> **Source information**:

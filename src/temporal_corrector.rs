/// Stage 3: chronological ordering and duplicate-fix collapse.
///
/// Argos often delivers the same fix several times, or two fixes inside the
/// same minute from different satellite passes. Fixes are sorted, bucketed by
/// the timestamp floored to the bucket width (one minute by default) and each
/// bucket keeps its best-ranked fix. Interval statistics are then computed on
/// the corrected sequence; nothing is removed for being too close in time.

use chrono::{DateTime, Utc};

use crate::config::TemporalConfig;
use crate::error::{TrackError, TrackResult};
use crate::summary::{mean, median, round_to, SummaryRow};
use crate::telemetry::{TelemetryPoint, Trajectory};

#[derive(Debug, Clone, PartialEq)]
pub struct TemporalStats {
    pub transmitter_id: String,
    pub original_count: usize,
    pub corrected_count: usize,
    pub duplicates_removed: usize,
    pub already_sorted: bool,
    /// Positive intervals shorter than the short-interval threshold.
    pub short_intervals: usize,
    pub mean_interval_h: f64,
    pub median_interval_h: f64,
    pub gaps_over_threshold: usize,
    pub max_gap_days: f64,
}

pub struct TemporalCorrector {
    bucket_secs: i64,
    short_interval_secs: f64,
    gap_threshold_secs: f64,
}

impl TemporalCorrector {
    pub fn new(config: &TemporalConfig) -> Self {
        Self {
            bucket_secs: config.dedup_bucket_secs.max(1),
            short_interval_secs: config.short_interval_secs,
            gap_threshold_secs: config.gap_threshold_hours * 3600.0,
        }
    }

    pub fn correct(&self, trajectory: Trajectory) -> TrackResult<(Trajectory, TemporalStats)> {
        if !trajectory.schema.has_timestamps() {
            return Err(TrackError::MissingRequiredField("timestamp".into()));
        }

        let original_count = trajectory.len();
        let mut timed = timed_points(&trajectory.points)?;

        let already_sorted = timed.windows(2).all(|w| w[0].0 <= w[1].0);

        // Stable: equal instants keep their input order.
        timed.sort_by_key(|(t, _)| *t);

        let kept = self.collapse_buckets(timed);
        let corrected: Vec<TelemetryPoint> = kept.iter().map(|(_, p)| (*p).clone()).collect();
        let times: Vec<DateTime<Utc>> = kept.iter().map(|(t, _)| *t).collect();

        let intervals: Vec<f64> = times
            .windows(2)
            .map(|w| (w[1] - w[0]).num_milliseconds() as f64 / 1000.0)
            .collect();

        let short_intervals = intervals
            .iter()
            .filter(|&&dt| dt > 0.0 && dt < self.short_interval_secs)
            .count();

        let positive_hours: Vec<f64> = intervals
            .iter()
            .filter(|&&dt| dt > 0.0)
            .map(|dt| dt / 3600.0)
            .collect();

        let gaps: Vec<f64> = intervals
            .iter()
            .copied()
            .filter(|&dt| dt > self.gap_threshold_secs)
            .collect();
        let max_gap_days = gaps.iter().copied().fold(0.0, f64::max) / 86_400.0;

        let stats = TemporalStats {
            transmitter_id: trajectory.transmitter_id.clone(),
            original_count,
            corrected_count: corrected.len(),
            duplicates_removed: original_count - corrected.len(),
            already_sorted,
            short_intervals,
            mean_interval_h: mean(&positive_hours),
            median_interval_h: median(&positive_hours),
            gaps_over_threshold: gaps.len(),
            max_gap_days,
        };

        tracing::info!(
            transmitter = %stats.transmitter_id,
            original = stats.original_count,
            corrected = stats.corrected_count,
            duplicates = stats.duplicates_removed,
            sorted = stats.already_sorted,
            short_intervals = stats.short_intervals,
            gaps = stats.gaps_over_threshold,
            "temporal correction done"
        );

        Ok((trajectory.with_points(corrected), stats))
    }

    /// One fix per bucket: highest quality rank, first in time order on ties.
    /// Tracks without a quality column keep the first fix of each bucket.
    fn collapse_buckets<'a>(
        &self,
        timed: Vec<(DateTime<Utc>, &'a TelemetryPoint)>,
    ) -> Vec<(DateTime<Utc>, &'a TelemetryPoint)> {
        let mut kept: Vec<(DateTime<Utc>, &TelemetryPoint)> = Vec::with_capacity(timed.len());
        let mut current_bucket: Option<i64> = None;

        for (time, point) in timed {
            let bucket = time.timestamp().div_euclid(self.bucket_secs);

            if current_bucket == Some(bucket) {
                if let Some(last) = kept.last_mut() {
                    if rank_of(point) > rank_of(last.1) {
                        *last = (time, point);
                    }
                }
                continue;
            }

            current_bucket = Some(bucket);
            kept.push((time, point));
        }

        // Winners never leave their bucket, so this is a no-op on valid input.
        kept.sort_by_key(|(t, _)| *t);
        kept
    }
}

fn rank_of(point: &TelemetryPoint) -> u8 {
    point.quality.as_ref().map(|q| q.rank()).unwrap_or(0)
}

/// Pairs every fix with its instant; a fix without one cannot be ordered.
pub(crate) fn timed_points(points: &[TelemetryPoint]) -> TrackResult<Vec<(DateTime<Utc>, &TelemetryPoint)>> {
    points
        .iter()
        .enumerate()
        .map(|(i, p)| {
            p.timestamp.map(|t| (t, p)).ok_or_else(|| TrackError::UnparseableValue {
                field: "timestamp".into(),
                value: String::new(),
                row: i + 2,
            })
        })
        .collect()
}

impl SummaryRow for TemporalStats {
    fn headers() -> Vec<&'static str> {
        vec![
            "transmitter_id", "original_points", "corrected_points", "duplicates_removed",
            "already_sorted", "short_intervals", "mean_interval_h", "median_interval_h",
            "long_gaps", "max_gap_days",
        ]
    }

    fn row(&self) -> Vec<String> {
        vec![
            self.transmitter_id.clone(),
            self.original_count.to_string(),
            self.corrected_count.to_string(),
            self.duplicates_removed.to_string(),
            if self.already_sorted { "yes" } else { "no" }.to_string(),
            self.short_intervals.to_string(),
            format!("{:.1}", self.mean_interval_h),
            format!("{:.1}", self.median_interval_h),
            self.gaps_over_threshold.to_string(),
            format!("{:.1}", self.max_gap_days),
        ]
    }

    fn totals(rows: &[Self]) -> Option<Vec<String>> {
        // Means and medians aggregate over the rounded per-track values.
        let means: Vec<f64> = rows.iter().map(|r| round_to(r.mean_interval_h, 1)).collect();
        let medians: Vec<f64> = rows.iter().map(|r| round_to(r.median_interval_h, 1)).collect();

        Some(vec![
            "TOTAL".to_string(),
            rows.iter().map(|r| r.original_count).sum::<usize>().to_string(),
            rows.iter().map(|r| r.corrected_count).sum::<usize>().to_string(),
            rows.iter().map(|r| r.duplicates_removed).sum::<usize>().to_string(),
            "-".to_string(),
            rows.iter().map(|r| r.short_intervals).sum::<usize>().to_string(),
            format!("{:.1}", mean(&means)),
            format!("{:.1}", median(&medians)),
            rows.iter().map(|r| r.gaps_over_threshold).sum::<usize>().to_string(),
            "-".to_string(),
        ])
    }
}

#[cfg(test)]
mod tests {
    use super::*;
    use crate::telemetry::{QualityClass, TrackSchema};
    use chrono::{Duration, TimeZone};
    use proptest::prelude::*;

    fn base() -> DateTime<Utc> {
        Utc.with_ymd_and_hms(2023, 3, 1, 10, 0, 0).unwrap()
    }

    fn schema(quality: bool) -> TrackSchema {
        TrackSchema {
            headers: vec!["Date".into(), "Latitude".into(), "Longitude".into(), "LocationQuality".into()],
            latitude: 1,
            longitude: 2,
            timestamp: Some(0),
            quality: quality.then_some(3),
        }
    }

    fn fix(offset_secs: i64, lat: f64, lon: f64, quality: Option<&str>) -> TelemetryPoint {
        let mut p = TelemetryPoint::new(lat, lon).with_timestamp(base() + Duration::seconds(offset_secs));
        p.quality = quality.and_then(QualityClass::parse);
        p
    }

    fn corrector() -> TemporalCorrector {
        TemporalCorrector::new(&TemporalConfig::default())
    }

    #[test]
    fn test_duplicate_minute_keeps_best_quality() {
        let track = Trajectory::new(
            "241136",
            schema(true),
            vec![
                fix(0, 8.0, -80.0, Some("3")),
                fix(0, 8.001, -80.001, Some("1")),
                fix(300, 8.5, -79.5, Some("2")),
            ],
        );

        let (out, stats) = corrector().correct(track).unwrap();

        assert_eq!(out.len(), 2);
        assert_eq!(stats.duplicates_removed, 1);
        assert_eq!(out.points[0].quality, Some(QualityClass::Lc3));
        assert_eq!(out.points[0].latitude, 8.0);
    }

    #[test]
    fn test_better_fix_later_in_same_minute_wins() {
        let track = Trajectory::new(
            "241136",
            schema(true),
            vec![fix(5, 8.0, -80.0, Some("B")), fix(40, 8.2, -80.2, Some("LC2")), fix(50, 8.3, -80.3, Some("2"))],
        );

        let (out, _) = corrector().correct(track).unwrap();
        assert_eq!(out.len(), 1);
        // Ties on rank keep the earliest fix.
        assert_eq!(out.points[0].latitude, 8.2);
    }

    #[test]
    fn test_without_quality_keeps_first() {
        let track = Trajectory::new(
            "x",
            schema(false),
            vec![fix(10, 8.0, -80.0, None), fix(20, 9.0, -81.0, None)],
        );
        let (out, stats) = corrector().correct(track).unwrap();
        assert_eq!(out.len(), 1);
        assert_eq!(out.points[0].latitude, 8.0);
        assert_eq!(stats.duplicates_removed, 1);
    }

    #[test]
    fn test_sorts_and_reports_unsorted_input() {
        let track = Trajectory::new(
            "x",
            schema(true),
            vec![fix(7200, 9.0, -80.0, Some("1")), fix(0, 8.0, -80.0, Some("1")), fix(3600, 8.5, -80.0, Some("1"))],
        );
        let (out, stats) = corrector().correct(track).unwrap();
        assert!(!stats.already_sorted);
        let lats: Vec<f64> = out.points.iter().map(|p| p.latitude).collect();
        assert_eq!(lats, vec![8.0, 8.5, 9.0]);
        assert_eq!(stats.mean_interval_h, 1.0);
        assert_eq!(stats.median_interval_h, 1.0);
    }

    #[test]
    fn test_short_intervals_and_gaps() {
        // 20 s apart but across a minute boundary, then a 4-day gap.
        let track = Trajectory::new(
            "x",
            schema(true),
            vec![
                fix(50, 8.0, -80.0, Some("1")),
                fix(70, 8.0, -80.0, Some("1")),
                fix(70 + 4 * 86_400, 8.0, -80.0, Some("1")),
            ],
        );
        let (out, stats) = corrector().correct(track).unwrap();
        assert_eq!(out.len(), 3);
        assert_eq!(stats.short_intervals, 1);
        assert_eq!(stats.gaps_over_threshold, 1);
        assert!((stats.max_gap_days - 4.0).abs() < 1e-9);
        assert!(stats.already_sorted);
    }

    #[test]
    fn test_missing_timestamp_column() {
        let mut s = schema(true);
        s.timestamp = None;
        let track = Trajectory::new("x", s, vec![TelemetryPoint::new(8.0, -80.0)]);
        let err = corrector().correct(track).unwrap_err();
        assert!(matches!(err, TrackError::MissingRequiredField(f) if f == "timestamp"));
    }

    #[test]
    fn test_empty_track_is_neutral() {
        let (out, stats) = corrector().correct(Trajectory::new("x", schema(true), vec![])).unwrap();
        assert!(out.is_empty());
        assert_eq!(stats.mean_interval_h, 0.0);
        assert_eq!(stats.max_gap_days, 0.0);
    }

    fn arb_track() -> impl Strategy<Value = Trajectory> {
        prop::collection::vec((0i64..20_000, 0usize..4), 0..40).prop_map(|raw| {
            let classes = ["3", "2", "1", "B"];
            let points = raw
                .into_iter()
                .map(|(secs, q)| fix(secs * 7, 8.0, -80.0, Some(classes[q])))
                .collect();
            Trajectory::new("prop", schema(true), points)
        })
    }

    proptest! {
        #[test]
        fn prop_output_strictly_increasing_and_minute_unique(track in arb_track()) {
            let input_len = track.len();
            let (out, _) = corrector().correct(track).unwrap();
            prop_assert!(out.len() <= input_len);
            for w in out.points.windows(2) {
                let (a, b) = (w[0].timestamp.unwrap(), w[1].timestamp.unwrap());
                prop_assert!(a < b);
                prop_assert!(a.timestamp().div_euclid(60) != b.timestamp().div_euclid(60));
            }
        }

        #[test]
        fn prop_second_pass_is_idempotent(track in arb_track()) {
            let (once, _) = corrector().correct(track).unwrap();
            let (twice, stats) = corrector().correct(once.clone()).unwrap();
            prop_assert_eq!(stats.duplicates_removed, 0);
            prop_assert!(stats.already_sorted);
            prop_assert_eq!(twice.points, once.points);
        }
    }
}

> **Task statement**: Go through the entries. Report every line that contains the word "last".

> **Exercise output**:
                if let Some(last) = kept.last_mut() {
                    if rank_of(point) > rank_of(last.1) {
                        *last = (time, point);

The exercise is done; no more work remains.